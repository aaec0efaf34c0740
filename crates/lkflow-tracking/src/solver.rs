//! Local Lucas-Kanade solve at a single point.
//!
//! Brightness constancy gives one equation per window sample,
//! `Ix * u + Iy * v = -It`. Stacking the samples yields the overdetermined
//! system `A x = b` with `A = [IX | IY]` and `b = -IT`, solved through the
//! normal equations `(AᵀA) x = Aᵀb`.
//!
//! With the 1/8-scaled Sobel derivatives and the minus sign on `It`, the
//! solution is the displacement of the pattern in pixels per frame, positive
//! along +x (right) and +y (down).

use crate::gradients::Gradients;
use glam::{DMat2, DVec2, Vec2};
use lkflow_core::CandidatePoint;

/// Singular values below `SINGULAR_TOLERANCE * sigma_max` are dropped.
/// The derivative samples are f32, so anything finer is rounding noise.
const SINGULAR_TOLERANCE: f64 = 2.0 * f32::EPSILON as f64;

/// Derivative samples of the `(2k+1)x(2k+1)` neighbourhood of one point.
///
/// Samples are ordered with the x offset in the outer loop and the y offset
/// in the inner loop.
#[derive(Debug, Clone, PartialEq)]
pub struct Window {
    pub ix: Vec<f32>,
    pub iy: Vec<f32>,
    pub it: Vec<f32>,
}

impl Window {
    /// Gather the window around `center`, or `None` if it does not fit
    /// inside the gradient images.
    pub fn sample(g: &Gradients, center: CandidatePoint, k: i32) -> Option<Self> {
        if !center.window_fits(k, g.width(), g.height()) {
            return None;
        }
        let side = (2 * k + 1).max(0) as usize;
        let mut window = Self {
            ix: Vec::with_capacity(side * side),
            iy: Vec::with_capacity(side * side),
            it: Vec::with_capacity(side * side),
        };
        let w = g.width() as usize;
        for w1 in -k..=k {
            for w2 in -k..=k {
                let idx = (center.y + w2) as usize * w + (center.x + w1) as usize;
                window.ix.push(g.ix.data[idx]);
                window.iy.push(g.iy.data[idx]);
                window.it.push(g.it.data[idx]);
            }
        }
        Some(window)
    }

    /// Number of samples `N`.
    #[inline]
    pub fn len(&self) -> usize {
        self.it.len()
    }

    #[inline]
    pub fn is_empty(&self) -> bool {
        self.it.is_empty()
    }

    /// `(AᵀA, Aᵀb)`, accumulated in f64.
    pub fn normal_equations(&self) -> (DMat2, DVec2) {
        let mut sxx = 0.0f64;
        let mut sxy = 0.0f64;
        let mut syy = 0.0f64;
        let mut bx = 0.0f64;
        let mut by = 0.0f64;
        for ((&gx, &gy), &gt) in self.ix.iter().zip(&self.iy).zip(&self.it) {
            let (gx, gy, gt) = (gx as f64, gy as f64, gt as f64);
            sxx += gx * gx;
            sxy += gx * gy;
            syy += gy * gy;
            bx -= gx * gt;
            by -= gy * gt;
        }
        (
            DMat2::from_cols(DVec2::new(sxx, sxy), DVec2::new(sxy, syy)),
            DVec2::new(bx, by),
        )
    }

    /// Least-squares velocity for this window.
    pub fn solve(&self) -> Vec2 {
        let (ata, atb) = self.normal_equations();
        let x = pseudo_inverse_sym(ata) * atb;
        Vec2::new(x.x as f32, x.y as f32)
    }
}

/// Moore-Penrose pseudo-inverse of a symmetric 2x2 matrix.
///
/// For a symmetric positive semi-definite matrix the SVD coincides with the
/// eigendecomposition, which has a closed form in 2D. Directions whose
/// singular value is negligible relative to the largest one contribute
/// nothing, so a rank-deficient matrix yields the least-norm solution and the
/// zero matrix maps to zero.
pub fn pseudo_inverse_sym(m: DMat2) -> DMat2 {
    let a = m.x_axis.x;
    let b = m.y_axis.x;
    let c = m.y_axis.y;

    let mean = 0.5 * (a + c);
    let spread = (0.5 * (a - c)).hypot(b);
    let l1 = mean + spread;
    let l2 = mean - spread;

    let sigma_max = l1.abs().max(l2.abs());
    if sigma_max == 0.0 || !sigma_max.is_finite() {
        return DMat2::ZERO;
    }

    // eigenvector of l1, built from the better conditioned row
    let v = if a >= c {
        DVec2::new(l1 - c, b)
    } else {
        DVec2::new(b, l1 - a)
    };
    let v1 = v.try_normalize().unwrap_or(DVec2::X);
    let v2 = v1.perp();

    let tolerance = SINGULAR_TOLERANCE * sigma_max;
    let mut pinv = DMat2::ZERO;
    for (lambda, e) in [(l1, v1), (l2, v2)] {
        if lambda.abs() > tolerance {
            pinv += DMat2::from_cols(e * e.x, e * e.y) * (1.0 / lambda);
        }
    }
    pinv
}

/// Solve for the velocity `(dx, dy)` at `(x, y)` with window radius `k`.
///
/// Returns `None` when the window does not fit inside the frame. A
/// degenerate window is not an error: it yields the least-norm solution.
pub fn solve_point(g: &Gradients, x: i32, y: i32, k: i32) -> Option<Vec2> {
    Window::sample(g, CandidatePoint::new(x, y), k).map(|w| w.solve())
}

Instructions for the task: Please give all of the entries again, exactly as written.

Problem solution:
repository aaec0efaf34c0740
filename crates/lkflow-tracking/src/solver.rs
//! Local Lucas-Kanade solve at a single point.
//!
//! Brightness constancy gives one equation per window sample,
//! `Ix * u + Iy * v = -It`. Stacking the samples yields the overdetermined
//! system `A x = b` with `A = [IX | IY]` and `b = -IT`, solved through the
//! normal equations `(AᵀA) x = Aᵀb`.
//!
//! With the 1/8-scaled Sobel derivatives and the minus sign on `It`, the
//! solution is the displacement of the pattern in pixels per frame, positive
//! along +x (right) and +y (down).

use crate::gradients::Gradients;
use glam::{DMat2, DVec2, Vec2};
use lkflow_core::CandidatePoint;

/// Singular values below `SINGULAR_TOLERANCE * sigma_max` are dropped.
/// The derivative samples are f32, so anything finer is rounding noise.
const SINGULAR_TOLERANCE: f64 = 2.0 * f32::EPSILON as f64;

/// Derivative samples of the `(2k+1)x(2k+1)` neighbourhood of one point.
///
/// Samples are ordered with the x offset in the outer loop and the y offset
/// in the inner loop.
#[derive(Debug, Clone, PartialEq)]
pub struct Window {
    pub ix: Vec<f32>,
    pub iy: Vec<f32>,
    pub it: Vec<f32>,
}

impl Window {
    /// Gather the window around `center`, or `None` if it does not fit
    /// inside the gradient images.
    pub fn sample(g: &Gradients, center: CandidatePoint, k: i32) -> Option<Self> {
        if !center.window_fits(k, g.width(), g.height()) {
            return None;
        }
        let side = (2 * k + 1).max(0) as usize;
        let mut window = Self {
            ix: Vec::with_capacity(side * side),
            iy: Vec::with_capacity(side * side),
            it: Vec::with_capacity(side * side),
        };
        let w = g.width() as usize;
        for w1 in -k..=k {
            for w2 in -k..=k {
                let idx = (center.y + w2) as usize * w + (center.x + w1) as usize;
                window.ix.push(g.ix.data[idx]);
                window.iy.push(g.iy.data[idx]);
                window.it.push(g.it.data[idx]);
            }
        }
        Some(window)
    }

    /// Number of samples `N`.
    #[inline]
    pub fn len(&self) -> usize {
        self.it.len()
    }

    #[inline]
    pub fn is_empty(&self) -> bool {
        self.it.is_empty()
    }

    /// `(AᵀA, Aᵀb)`, accumulated in f64.
    pub fn normal_equations(&self) -> (DMat2, DVec2) {
        let mut sxx = 0.0f64;
        let mut sxy = 0.0f64;
        let mut syy = 0.0f64;
        let mut bx = 0.0f64;
        let mut by = 0.0f64;
        for ((&gx, &gy), &gt) in self.ix.iter().zip(&self.iy).zip(&self.it) {
            let (gx, gy, gt) = (gx as f64, gy as f64, gt as f64);
            sxx += gx * gx;
            sxy += gx * gy;
            syy += gy * gy;
            bx -= gx * gt;
            by -= gy * gt;
        }
        (
            DMat2::from_cols(DVec2::new(sxx, sxy), DVec2::new(sxy, syy)),
            DVec2::new(bx, by),
        )
    }

    /// Least-squares velocity for this window.
    pub fn solve(&self) -> Vec2 {
        let (ata, atb) = self.normal_equations();
        let x = pseudo_inverse_sym(ata) * atb;
        Vec2::new(x.x as f32, x.y as f32)
    }
}

/// Moore-Penrose pseudo-inverse of a symmetric 2x2 matrix.
///
/// For a symmetric positive semi-definite matrix the SVD coincides with the
/// eigendecomposition, which has a closed form in 2D. Directions whose
/// singular value is negligible relative to the largest one contribute
/// nothing, so a rank-deficient matrix yields the least-norm solution and the
/// zero matrix maps to zero.
pub fn pseudo_inverse_sym(m: DMat2) -> DMat2 {
    let a = m.x_axis.x;
    let b = m.y_axis.x;
    let c = m.y_axis.y;

    let mean = 0.5 * (a + c);
    let spread = (0.5 * (a - c)).hypot(b);
    let l1 = mean + spread;
    let l2 = mean - spread;

    let sigma_max = l1.abs().max(l2.abs());
    if sigma_max == 0.0 || !sigma_max.is_finite() {
        return DMat2::ZERO;
    }

    // eigenvector of l1, built from the better conditioned row
    let v = if a >= c {
        DVec2::new(l1 - c, b)
    } else {
        DVec2::new(b, l1 - a)
    };
    let v1 = v.try_normalize().unwrap_or(DVec2::X);
    let v2 = v1.perp();

    let tolerance = SINGULAR_TOLERANCE * sigma_max;
    let mut pinv = DMat2::ZERO;
    for (lambda, e) in [(l1, v1), (l2, v2)] {
        if lambda.abs() > tolerance {
            pinv += DMat2::from_cols(e * e.x, e * e.y) * (1.0 / lambda);
        }
    }
    pinv
}

/// Solve for the velocity `(dx, dy)` at `(x, y)` with window radius `k`.
///
/// Returns `None` when the window does not fit inside the frame. A
/// degenerate window is not an error: it yields the least-norm solution.
pub fn solve_point(g: &Gradients, x: i32, y: i32, k: i32) -> Option<Vec2> {
    Window::sample(g, CandidatePoint::new(x, y), k).map(|w| w.solve())
}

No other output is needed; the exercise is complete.